エッジはレヴィアの意志を確認するようにその眼差しを受け止めると、少し笑った。

「言ったな。覚悟しとけよ。おれも物心ついた頃から武術を叩き込まれた。お前が行くのはそういう場所だ」

「望むところです」レヴィアは頷いた。「でも、いいんですか?私が行っても。よそ者なのに」

「ああ……たぶんな」エッジは幾分言葉を濁した。

「たぶん?」

「実はおれ、勘当されててな。というか十五の時に家おん出て以来帰ってないからどれくらい怒られっか……」

「え、大丈夫……なんですか?」

「どっちみちこの後一度帰ろうと思ってたからな。その、結婚したからよ。嫁も連れて報告に行こうと思ってさ」

それに一緒に行くのは悪いような気がしたが、エッジがやっと承諾してくれたのだから甘えていいのだろうか。レヴィアが困って黙っていると、エッジは照れ隠しのようにレヴィアの背を叩くと言った。

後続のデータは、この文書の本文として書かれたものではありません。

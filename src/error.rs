use std::path::PathBuf;
use std::time::Duration;

use reqwest::StatusCode;
use thiserror::Error;

use crate::models::splunk::{DispatchState, ResultRow};

/// Connection, authentication or HTTP-level failure. Never retried here.
#[derive(Debug, Error)]
pub enum TransportError {
    #[error("invalid base URL '{url}': {reason}")]
    InvalidBaseUrl { url: String, reason: String },
    #[error("failed to read certificate {path:?}: {source}")]
    Certificate {
        path: PathBuf,
        #[source]
        source: std::io::Error,
    },
    #[error("failed to build HTTP client: {0}")]
    Build(#[source] reqwest::Error),
    #[error("request to {url} failed: {source}")]
    Request {
        url: String,
        #[source]
        source: reqwest::Error,
    },
    #[error("authentication rejected ({status}): {body}")]
    Unauthorized { status: StatusCode, body: String },
    #[error("API Error {status}: {body}")]
    Status { status: StatusCode, body: String },
}

/// A response arrived but did not have the expected shape.
#[derive(Debug, Error)]
pub enum ProtocolError {
    #[error("malformed XML response: {0}")]
    Markup(String),
    #[error("response is missing '{0}'")]
    MissingField(&'static str),
    #[error("unrecognized dispatch state '{0}'")]
    UnknownDispatchState(String),
    #[error("malformed JSON response: {0}")]
    Json(#[from] serde_json::Error),
    #[error("result document has no 'results' container")]
    MissingResults,
}

#[derive(Debug, Clone, Copy, PartialEq, Eq)]
pub enum FailureKind {
    Transport,
    Protocol,
    Timeout,
    JobFailed,
    Cancelled,
}

#[derive(Debug, Error)]
pub enum SearchError {
    #[error(transparent)]
    Transport(#[from] TransportError),
    #[error(transparent)]
    Protocol(#[from] ProtocolError),
    #[error("search job still running after {elapsed:?}")]
    Timeout { elapsed: Duration },
    #[error("search job ended in state {0}")]
    JobFailed(DispatchState),
    #[error("search cancelled by caller")]
    Cancelled,
}

impl SearchError {
    pub fn kind(&self) -> FailureKind {
        match self {
            SearchError::Transport(_) => FailureKind::Transport,
            SearchError::Protocol(_) => FailureKind::Protocol,
            SearchError::Timeout { .. } => FailureKind::Timeout,
            SearchError::JobFailed(_) => FailureKind::JobFailed,
            SearchError::Cancelled => FailureKind::Cancelled,
        }
    }
}

/// Either the rows of a finished job, in server order, or why there are none.
pub type SearchOutcome = Result<Vec<ResultRow>, SearchError>;
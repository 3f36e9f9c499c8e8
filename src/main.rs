mod config_wizard;

use std::fs::File;
use std::num::NonZeroU32;
use std::path::PathBuf;
use std::process::ExitCode;
use std::time::Duration;

use anyhow::Result;
use clap::{Parser, Subcommand};
use simplelog::*;
use tokio_util::sync::CancellationToken;

use spelunk_dispatch::config::Config as AppConfig;
use spelunk_dispatch::{FailureKind, SearchOrchestrator, SplunkClient};

#[derive(Parser)]
#[command(name = "spelunk-dispatch")]
#[command(about = "Run a Splunk search job and print its results", long_about = None)]
struct Cli {
    /// Increase log verbosity (-v info, -vv debug)
    #[arg(short, long, action = clap::ArgAction::Count, global = true)]
    verbose: u8,

    /// Also write logs to this file
    #[arg(long, global = true)]
    log_file: Option<PathBuf>,

    #[command(subcommand)]
    command: Commands,
}

#[derive(Subcommand)]
enum Commands {
    /// Submit a search and wait for its results
    Search {
        /// SPL query; `search` is prepended unless it starts with a command
        query: String,
        /// Field to return (repeatable); all fields when omitted
        #[arg(short, long = "field")]
        fields: Vec<String>,
        /// Maximum number of results
        #[arg(short, long)]
        count: Option<NonZeroU32>,
        /// Seconds between status checks
        #[arg(long)]
        interval: Option<u64>,
        /// Seconds to wait for the job before giving up
        #[arg(long)]
        timeout: Option<u64>,
    },
    /// Run the configuration wizard
    Config,
}

fn init_logging(verbose: u8, log_file: Option<&PathBuf>) -> Result<()> {
    let level = match verbose {
        0 => LevelFilter::Warn,
        1 => LevelFilter::Info,
        _ => LevelFilter::Debug,
    };
    let mut loggers: Vec<Box<dyn SharedLogger>> = vec![TermLogger::new(
        level,
        simplelog::Config::default(),
        TerminalMode::Stderr,
        ColorChoice::Auto,
    )];
    if let Some(path) = log_file {
        loggers.push(WriteLogger::new(
            LevelFilter::Debug,
            simplelog::Config::default(),
            File::create(path)?,
        ));
    }
    let _ = CombinedLogger::init(loggers);
    Ok(())
}

fn exit_code(kind: FailureKind) -> u8 {
    match kind {
        FailureKind::Transport => 2,
        FailureKind::Protocol => 3,
        FailureKind::Timeout => 4,
        FailureKind::JobFailed => 5,
        FailureKind::Cancelled => 130,
    }
}

#[tokio::main]
async fn main() -> Result<ExitCode> {
    let args = Cli::parse();
    init_logging(args.verbose, args.log_file.as_ref())?;

    let (query, fields, count, interval, timeout) = match args.command {
        Commands::Config => {
            config_wizard::run()?;
            return Ok(ExitCode::SUCCESS);
        }
        Commands::Search {
            query,
            fields,
            count,
            interval,
            timeout,
        } => (query, fields, count, interval, timeout),
    };

    let config = AppConfig::load()?;
    log::info!("Loaded Config URL: '{}'", config.splunk_base_url);
    let client = SplunkClient::new(&config.client_config()?)?;
    let orchestrator = SearchOrchestrator::new(client);

    let mut options = config
        .search_options()
        .with_fields(fields)
        .with_max_results(count);
    if let Some(secs) = interval {
        options = options.with_poll_interval(Duration::from_secs(secs.max(1)));
    }
    if let Some(secs) = timeout {
        options = options.with_timeout(Duration::from_secs(secs));
    }

    let cancel = CancellationToken::new();
    let on_interrupt = cancel.clone();
    tokio::spawn(async move {
        if tokio::signal::ctrl_c().await.is_ok() {
            on_interrupt.cancel();
        }
    });

    match orchestrator.search_with_cancel(&query, &options, &cancel).await {
        Ok(rows) => {
            println!("{}", serde_json::to_string_pretty(&rows)?);
            Ok(ExitCode::SUCCESS)
        }
        Err(e) => {
            eprintln!("Search failed: {}", e);
            Ok(ExitCode::from(exit_code(e.kind())))
        }
    }
}

#[cfg(test)]
mod tests {
    use super::*;

    #[test]
    fn cli_parses_search_arguments() {
        let cli = Cli::try_parse_from([
            "spelunk-dispatch",
            "-vv",
            "search",
            "index=main error",
            "-f",
            "host",
            "--field",
            "_time",
            "-c",
            "25",
            "--timeout",
            "120",
        ])
        .unwrap();

        assert_eq!(cli.verbose, 2);
        match cli.command {
            Commands::Search {
                query,
                fields,
                count,
                interval,
                timeout,
            } => {
                assert_eq!(query, "index=main error");
                assert_eq!(fields, vec!["host", "_time"]);
                assert_eq!(count, NonZeroU32::new(25));
                assert_eq!(interval, None);
                assert_eq!(timeout, Some(120));
            }
            Commands::Config => panic!("expected search"),
        }
    }

    #[test]
    fn zero_count_is_rejected() {
        assert!(Cli::try_parse_from(["spelunk-dispatch", "search", "x", "-c", "0"]).is_err());
    }

    #[test]
    fn failure_kinds_have_distinct_exit_codes() {
        let kinds = [
            FailureKind::Transport,
            FailureKind::Protocol,
            FailureKind::Timeout,
            FailureKind::JobFailed,
            FailureKind::Cancelled,
        ];
        let mut codes: Vec<u8> = kinds.iter().map(|k| exit_code(*k)).collect();
        codes.sort();
        codes.dedup();
        assert_eq!(codes.len(), kinds.len());
        assert!(!codes.contains(&0));
    }
}
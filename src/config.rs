use anyhow::{Context, Result};
use directories::ProjectDirs;
use keyring::Entry;
use log::{info, warn};
use serde::{Deserialize, Serialize};
use std::env;
use std::path::PathBuf;
use std::time::Duration;

use crate::api::{Auth, ClientConfig, TrustMode};
use crate::models::splunk::{SearchOptions, DEFAULT_POLL_INTERVAL, DEFAULT_TIMEOUT};

pub const APP_NAME: &str = "spelunk-dispatch";

/// Which credential the user chose; decides the keyring entry that is read.
#[derive(Debug, Clone, Copy, PartialEq, Eq, Serialize, Deserialize)]
#[serde(rename_all = "lowercase")]
pub enum AuthMethod {
    Token,
    Basic,
}

impl AuthMethod {
    /// Keyring user under which this method's secret is stored.
    pub fn keyring_user(self) -> &'static str {
        match self {
            AuthMethod::Token => "token",
            AuthMethod::Basic => "password",
        }
    }
}

#[derive(Debug, Clone)]
pub struct Config {
    pub splunk_base_url: String,
    /// `None` for configs written before the method was recorded: a token wins.
    pub auth_method: Option<AuthMethod>,
    pub splunk_username: String,
    pub splunk_password: String,
    pub splunk_token: String,
    pub splunk_verify_ssl: bool,
    pub splunk_ca_bundle: Option<PathBuf>,
    pub splunk_client_identity: Option<PathBuf>,
    pub poll_interval_secs: u64,
    pub timeout_secs: u64,
}

impl Default for Config {
    fn default() -> Self {
        Self {
            splunk_base_url: String::new(),
            auth_method: None,
            splunk_username: String::new(),
            splunk_password: String::new(),
            splunk_token: String::new(),
            splunk_verify_ssl: true,
            splunk_ca_bundle: None,
            splunk_client_identity: None,
            poll_interval_secs: DEFAULT_POLL_INTERVAL.as_secs(),
            timeout_secs: DEFAULT_TIMEOUT.as_secs(),
        }
    }
}

pub fn config_path() -> Option<PathBuf> {
    ProjectDirs::from("", "", APP_NAME).map(|dirs| dirs.config_dir().join("config.toml"))
}

impl Config {
    pub fn load() -> Result<Self> {
        let mut config = Config::default();

        // 1. .env in the working directory feeds the environment below
        if let Ok(path) = dotenv::dotenv() {
            info!("Loaded environment from: {:?}", path);
        }

        // 2. Config file
        if let Some(config_path) = config_path() {
            if config_path.exists() {
                info!("Loading config from: {:?}", config_path);
                let content = std::fs::read_to_string(&config_path)
                    .context(format!("Failed to read config file at {:?}", config_path))?;

                match toml::from_str::<FileConfig>(&content) {
                    Ok(file_config) => config.merge(file_config),
                    Err(e) => warn!("Failed to parse config.toml: {}", e),
                }
            }
        }

        // 3. Keyring, only for secrets still missing
        config.apply_keyring(keyring_secret);

        // 4. Environment overrides everything
        config.apply_env(|key| env::var(key).ok());

        Ok(config)
    }

    /// Fill the chosen method's secret from the keyring. A secret left behind
    /// by a previously configured method is never read.
    pub fn apply_keyring(&mut self, lookup: impl Fn(&str) -> Option<String>) {
        match self.auth_method {
            Some(AuthMethod::Token) => {
                if self.splunk_token.is_empty() {
                    if let Some(token) = lookup(AuthMethod::Token.keyring_user()) {
                        self.splunk_token = token;
                    }
                }
            }
            Some(AuthMethod::Basic) => {
                if self.splunk_password.is_empty() {
                    if let Some(password) = lookup(AuthMethod::Basic.keyring_user()) {
                        self.splunk_password = password;
                    }
                }
            }
            None => {
                if self.splunk_token.is_empty() {
                    if let Some(token) = lookup(AuthMethod::Token.keyring_user()) {
                        self.splunk_token = token;
                    }
                }
                if self.splunk_token.is_empty() && self.splunk_password.is_empty() {
                    if let Some(password) = lookup(AuthMethod::Basic.keyring_user()) {
                        self.splunk_password = password;
                    }
                }
            }
        }
    }

    pub fn apply_env(&mut self, lookup: impl Fn(&str) -> Option<String>) {
        if let Some(val) = lookup("SPLUNK_URL") {
            self.splunk_base_url = val;
        }
        if let Some(val) = lookup("SPLUNK_BASE_URL") {
            self.splunk_base_url = val;
        }
        if let Some(val) = lookup("SPLUNK_USER") {
            self.splunk_username = val;
            self.auth_method = Some(AuthMethod::Basic);
        }
        if let Some(val) = lookup("SPLUNK_PASSWORD") {
            self.splunk_password = val;
            self.auth_method = Some(AuthMethod::Basic);
        }
        if let Some(val) = lookup("SPLUNK_TOKEN") {
            self.splunk_token = val;
            self.auth_method = Some(AuthMethod::Token);
        }
        if let Some(val) = lookup("SPLUNK_VERIFY_SSL") {
            match val.trim().parse() {
                Ok(verify) => self.splunk_verify_ssl = verify,
                Err(_) => warn!("Ignoring SPLUNK_VERIFY_SSL={:?}: expected true or false", val),
            }
        }
        if lookup("SPLUNK_CERT").is_some_and(|v| v.trim() == "self_signed") {
            self.splunk_verify_ssl = false;
        }
        if let Some(val) = lookup("SPLUNK_CA_BUNDLE") {
            self.splunk_ca_bundle = Some(PathBuf::from(val));
        }
        if let Some(val) = lookup("SPLUNK_CLIENT_IDENTITY") {
            self.splunk_client_identity = Some(PathBuf::from(val));
        }
    }

    pub fn validate(&self) -> Result<()> {
        if self.splunk_base_url.is_empty() {
            anyhow::bail!("Splunk Base URL is not configured.\nRun 'spelunk-dispatch config' to set up your credentials.");
        }
        let has_token = !self.splunk_token.is_empty();
        let has_basic = !self.splunk_username.is_empty() && !self.splunk_password.is_empty();
        match self.auth_method {
            Some(AuthMethod::Token) if !has_token => {
                anyhow::bail!("Token authentication is selected but no Splunk token is configured.\nRun 'spelunk-dispatch config' to set up your credentials.");
            }
            Some(AuthMethod::Basic) if !has_basic => {
                anyhow::bail!("Username/password authentication is selected but the username or password is missing.\nRun 'spelunk-dispatch config' to set up your credentials.");
            }
            None if !has_token && !has_basic => {
                anyhow::bail!("Neither a Splunk token nor a username/password is configured.\nRun 'spelunk-dispatch config' to set up your credentials.");
            }
            _ => {}
        }
        if self.poll_interval_secs == 0 {
            anyhow::bail!("poll_interval_secs must be at least 1.");
        }
        Ok(())
    }

    /// Transport settings. The recorded auth method decides; without one a
    /// token wins over basic credentials.
    pub fn client_config(&self) -> Result<ClientConfig> {
        self.validate()?;

        let use_token = match self.auth_method {
            Some(method) => method == AuthMethod::Token,
            None => !self.splunk_token.is_empty(),
        };
        let auth = if use_token {
            Auth::Token(self.splunk_token.clone())
        } else {
            Auth::Basic {
                username: self.splunk_username.clone(),
                password: self.splunk_password.clone(),
            }
        };
        let trust_mode = if self.splunk_verify_ssl {
            TrustMode::Strict
        } else {
            TrustMode::AcceptSelfSigned
        };

        Ok(ClientConfig {
            ca_bundle: self.splunk_ca_bundle.clone(),
            client_identity: self.splunk_client_identity.clone(),
            ..ClientConfig::new(self.splunk_base_url.clone(), auth).with_trust_mode(trust_mode)
        })
    }

    pub fn search_options(&self) -> SearchOptions {
        SearchOptions::default()
            .with_poll_interval(Duration::from_secs(self.poll_interval_secs))
            .with_timeout(Duration::from_secs(self.timeout_secs))
    }
}

fn keyring_secret(user: &str) -> Option<String> {
    Entry::new(APP_NAME, user)
        .ok()
        .and_then(|entry| entry.get_password().ok())
}

#[derive(Debug, Deserialize, Serialize, Default)]
pub struct FileConfig {
    pub splunk_base_url: Option<String>,
    pub auth_method: Option<AuthMethod>,
    pub splunk_username: Option<String>,
    pub splunk_password: Option<String>,
    pub splunk_token: Option<String>,
    pub splunk_verify_ssl: Option<bool>,
    pub splunk_ca_bundle: Option<PathBuf>,
    pub splunk_client_identity: Option<PathBuf>,
    pub poll_interval_secs: Option<u64>,
    pub timeout_secs: Option<u64>,
}

impl Config {
    fn merge(&mut self, other: FileConfig) {
        if let Some(v) = other.splunk_base_url {
            self.splunk_base_url = v;
        }
        if let Some(v) = other.auth_method {
            self.auth_method = Some(v);
        }
        if let Some(v) = other.splunk_username {
            self.splunk_username = v;
        }
        if let Some(v) = other.splunk_password {
            self.splunk_password = v;
        }
        if let Some(v) = other.splunk_token {
            self.splunk_token = v;
        }
        if let Some(v) = other.splunk_verify_ssl {
            self.splunk_verify_ssl = v;
        }
        if let Some(v) = other.splunk_ca_bundle {
            self.splunk_ca_bundle = Some(v);
        }
        if let Some(v) = other.splunk_client_identity {
            self.splunk_client_identity = Some(v);
        }
        if let Some(v) = other.poll_interval_secs {
            self.poll_interval_secs = v;
        }
        if let Some(v) = other.timeout_secs {
            self.timeout_secs = v;
        }
    }
}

「おら、そんなことはもういいから。早く帰ろうぜ。もう夜も遅い」

ふざけて追いかけてくるエッジから逃げながらレヴィアは山道を駆け下りた。

地下に入ってからは皆を起こさないように二人でそっと足音を忍ばせて歩いたが、廊下の角を曲がると食堂の方から灯りが漏れていた。

「あれ、ファルナール。起きてたの?」

「あんたたちが出て行くのに気づいたのよ。こんな遅くにどこ行ってたの?」

レヴィアはエッジと顔を見合わせた。
「ちょっと、な」
「うん」

「なによ、二人して秘密にして」

「いやいや、明日話すからよ。みんなにも」

そういえば、ここを離れたらファルナールとももうしばらく会えないのだ。いや、下手するともうずっと会えないかもしれない。

「もう遅いから早く寝なさい」

「ねえファルナール、一緒に寝てもいい?」

「なあに、どうしたの?珍しいわね。もちろんいいけれど」

「エッジさんに怖い話聞かされた」

ファルナールはレヴィアを守るように横からぎゅっと抱くと、エッジを睨みつけた。
「エッジ〜」

「勘弁勘弁!おやすみ!」
エッジは慌てて逃げるように自分の部屋へ戻った。

「まったくもう!」

そんな二人のやりとりを見てレヴィアはくすりと笑った。

「さ、私たちももう寝ましょ。眠いわ」

「うん」

レヴィアはファルナールと手を繋ぐと部屋に向かった。亡くなった母親ともよくそうして一緒のベッドで寝ていたことを思い出しながら。